2項係数とベータ関数の関係
2項係数とベータ関数の関係
(1)
\[ B(x,y)=\frac{x+y}{xyC(x+y,x)} \](2)
\[ C(x,y)=\frac{1}{(x+1)B(x-y+1,y+1)} \](3)
\[ B(x,y)=\frac{-\pi}{x\sin(\pi x)B(x+y,-x)} \](4)
\[ C(x,y)=-\frac{y\sin(\pi y)}{C(x-y,x)\pi} \](5)
\[ B(x,y)=\frac{C(y-1,-x)\pi}{\sin(\pi x)} \](6)
\[ C(x.y)=\frac{-B(x+1,-y)\sin(\pi y)}{\pi} \](1)
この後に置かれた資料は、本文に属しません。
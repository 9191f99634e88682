//! Line grammar for the SD text format → `ShapeRecord`.
//!
//! Built on `winnow` 0.7. One line describes one shape:
//!
//! ```text
//! oval <x0 y0 x1 y1> thickness outline_color fill_color
//! ```
//!
//! The keyword starts the line and the fill color ends it. Whitespace is
//! free around the brackets and required between the other tokens. Coordinates are signed decimals, the thickness is unsigned, and
//! color tokens are a bare word or a `#`-prefixed word. A line either
//! parses completely or not at all.

use crate::model::{Bounds, ShapeKind, ShapeRecord};
use std::fmt;
use thiserror::Error;
use winnow::ascii::{digit0, digit1};
use winnow::combinator::opt;
use winnow::error::{ContextError, ErrMode};
use winnow::prelude::*;
use winnow::token::{one_of, take_while};

/// Parse one line, returning `None` if it is not a shape line.
#[must_use]
pub fn parse(line: &str) -> Option<ShapeRecord> {
    parse_line(line).ok()
}

/// Why a line is not a shape line.
#[derive(Debug, Clone, PartialEq, Eq, Error)]
pub enum LineError {
    /// Empty line. Not a shape, but not an error to report.
    #[error("blank line")]
    Blank,
    #[error("expected {expected} at column {column}")]
    Expected { expected: Expected, column: usize },
    #[error("unexpected `{found}` at column {column} after the fill color")]
    Trailing { found: String, column: usize },
    #[error("trailing whitespace at column {column}")]
    TrailingWhitespace { column: usize },
}

impl LineError {
    /// Whether the line should be flagged to the user.
    pub fn is_reportable(&self) -> bool {
        !matches!(self, LineError::Blank)
    }

    /// Character column the error points at, if any.
    pub fn column(&self) -> Option<usize> {
        match self {
            LineError::Blank => None,
            LineError::Expected { column, .. }
            | LineError::Trailing { column, .. }
            | LineError::TrailingWhitespace { column } => Some(*column),
        }
    }
}

/// The grammar element that was missing or malformed.
#[derive(Debug, Clone, Copy, PartialEq, Eq)]
pub enum Expected {
    Keyword,
    OpenBracket,
    Coordinate,
    CloseBracket,
    Thickness,
    Color,
    Whitespace,
}

impl fmt::Display for Expected {
    fn fmt(&self, f: &mut fmt::Formatter<'_>) -> fmt::Result {
        match self {
            Expected::Keyword => {
                f.write_str("a shape keyword (")?;
                for (i, kind) in ShapeKind::ALL.iter().enumerate() {
                    if i > 0 {
                        f.write_str(", ")?;
                    }
                    write!(f, "`{}`", kind.keyword())?;
                }
                f.write_str(")")
            }
            Expected::OpenBracket => f.write_str("`<`"),
            Expected::Coordinate => f.write_str("a coordinate"),
            Expected::CloseBracket => f.write_str("`>`"),
            Expected::Thickness => f.write_str("a non-negative thickness"),
            Expected::Color => f.write_str("a color name or #hex token"),
            Expected::Whitespace => f.write_str("whitespace"),
        }
    }
}

/// Parse one line into a `ShapeRecord`, reporting the first deviation.
///
/// The keyword must start the line and the fill token must end it. A single
/// trailing `\r` is ignored so CRLF text parses the same as LF text.
pub fn parse_line(line: &str) -> Result<ShapeRecord, LineError> {
    let line = line.strip_suffix('\r').unwrap_or(line);
    if line.is_empty() {
        return Err(LineError::Blank);
    }

    let mut input = line;
    let rest = &mut input;

    let kind = expect(rest, line, Expected::Keyword, parse_kind)?;
    skip_ws(rest);
    expect(rest, line, Expected::OpenBracket, '<')?;
    skip_ws(rest);

    let x0 = expect_number(rest, line, Expected::Coordinate, parse_signed)?;
    expect(rest, line, Expected::Whitespace, ws1)?;
    let y0 = expect_number(rest, line, Expected::Coordinate, parse_signed)?;
    expect(rest, line, Expected::Whitespace, ws1)?;
    let x1 = expect_number(rest, line, Expected::Coordinate, parse_signed)?;
    expect(rest, line, Expected::Whitespace, ws1)?;
    let y1 = expect_number(rest, line, Expected::Coordinate, parse_signed)?;

    skip_ws(rest);
    expect(rest, line, Expected::CloseBracket, '>')?;
    skip_ws(rest);

    let thickness = expect_number(rest, line, Expected::Thickness, parse_unsigned)?;
    expect(rest, line, Expected::Whitespace, ws1)?;
    let outline = expect(rest, line, Expected::Color, parse_color_token)?;
    expect(rest, line, Expected::Whitespace, ws1)?;
    let fill = expect(rest, line, Expected::Color, parse_color_token)?;

    if !rest.is_empty() {
        let token = rest.trim_start();
        if token.is_empty() {
            return Err(LineError::TrailingWhitespace {
                column: column_at(line, rest),
            });
        }
        let found: String = token.chars().take_while(|c| !c.is_whitespace()).collect();
        return Err(LineError::Trailing {
            found,
            column: column_at(line, token),
        });
    }

    Ok(ShapeRecord::new(
        kind,
        Bounds::new(x0, y0, x1, y1),
        thickness,
        outline,
        fill,
    ))
}

/// Whether `token` is exactly one well-formed color token.
///
/// Tokens that fail this check would not survive a serialize → parse
/// round-trip, so they must never be stored on a record.
pub fn is_color_token(token: &str) -> bool {
    let mut input = token;
    parse_color_token(&mut input).is_ok() && input.is_empty()
}

// ─── Low-level parsers ──────────────────────────────────────────────────

/// Run `parser`, mapping failure to `LineError::Expected` at the token start.
fn expect<'a, O>(
    input: &mut &'a str,
    line: &str,
    expected: Expected,
    mut parser: impl Parser<&'a str, O, ErrMode<ContextError>>,
) -> Result<O, LineError> {
    let start = *input;
    parser.parse_next(input).map_err(|_| LineError::Expected {
        expected,
        column: column_at(line, start),
    })
}

fn expect_number<'a>(
    input: &mut &'a str,
    line: &str,
    expected: Expected,
    parser: fn(&mut &'a str) -> ModalResult<&'a str>,
) -> Result<f64, LineError> {
    let start = *input;
    let text = expect(input, line, expected, parser)?;
    text.parse::<f64>()
        .ok()
        .filter(|n| n.is_finite())
        .ok_or(LineError::Expected {
            expected,
            column: column_at(line, start),
        })
}

/// Character column of `rest` within `line`.
fn column_at(line: &str, rest: &str) -> usize {
    line[..line.len() - rest.len()].chars().count()
}

fn skip_ws(input: &mut &str) {
    let _: ModalResult<&str> = take_while(0.., |c: char| c.is_whitespace()).parse_next(input);
}

fn ws1<'a>(input: &mut &'a str) -> ModalResult<&'a str> {
    take_while(1.., |c: char| c.is_whitespace()).parse_next(input)
}

fn parse_kind(input: &mut &str) -> ModalResult<ShapeKind> {
    for &kind in ShapeKind::ALL {
        if let Some(rest) = input.strip_prefix(kind.keyword()) {
            *input = rest;
            return Ok(kind);
        }
    }
    Err(ErrMode::Backtrack(ContextError::new()))
}

/// `[+-]?digits(.digits*)?`
fn parse_signed<'a>(input: &mut &'a str) -> ModalResult<&'a str> {
    (opt(one_of(['+', '-'])), digit1, opt(('.', digit0)))
        .take()
        .parse_next(input)
}

/// `+?digits(.digits*)?`
fn parse_unsigned<'a>(input: &mut &'a str) -> ModalResult<&'a str> {
    (opt('+'), digit1, opt(('.', digit0)))
        .take()
        .parse_next(input)
}

/// `#?` followed by one or more word characters.
fn parse_color_token<'a>(input: &mut &'a str) -> ModalResult<&'a str> {
    (
        opt('#'),
        take_while(1.., |c: char| c.is_alphanumeric() || c == '_'),
    )
        .take()
        .parse_next(input)
}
\begin{align*} B(x,y) & =\frac{(x-1)!(y-1)!}{(x+y-1)!}\\ & =\frac{x+y}{xy}\frac{x!y!}{(x+y)!}\\ & =\frac{x+y}{xyC(x+y,x)} \end{align*}(2)
\begin{align*} C(x,y) & =\frac{x!}{y!(x-y)!}\\ & =\frac{\Gamma(x+1)}{\Gamma(y+1)\Gamma(x-y+1)}\\ & =\frac{1}{x+1}\frac{\Gamma(x+2)}{\Gamma(y+1)\Gamma(x-y+1)}\\ & =\frac{1}{(x+1)B(x-y+1,y+1)} \end{align*}(3)
\begin{align*} B(x,y) & =\frac{\Gamma(x)\Gamma(y)}{\Gamma(x+y)}\\ & =\Gamma(x)\Gamma(1-x)\frac{\Gamma(y)}{-x\Gamma(-x)\Gamma(x+y)}\\ & =\frac{-\pi}{x\sin(\pi x)B(x+y,-x)} \end{align*}(4)
\begin{align*} C(x,y) & =\frac{\Gamma(x+1)}{\Gamma(x-y+1)\Gamma(y+1)}\\ & =\frac{\Gamma(x+1)\Gamma(1-y)}{\Gamma(x-y+1)\Gamma(y+1)\Gamma(1-y)}\\ & =\frac{1}{C(x-y,x)y\Gamma(y)\Gamma(1-y)}\\ & =\frac{\sin(\pi y)}{C(x-y,x)\pi y} \end{align*}(5)
\begin{align*} B(x,y) & =\frac{\Gamma(x)\Gamma(y)}{\Gamma(x+y)}\\ & =\frac{(y-1)!}{(x+y-1)!(-x)!}\Gamma(x)\Gamma(1-x)\\ & =\frac{C(y-1,-x)\pi}{\sin(\pi x)} \end{align*}(6)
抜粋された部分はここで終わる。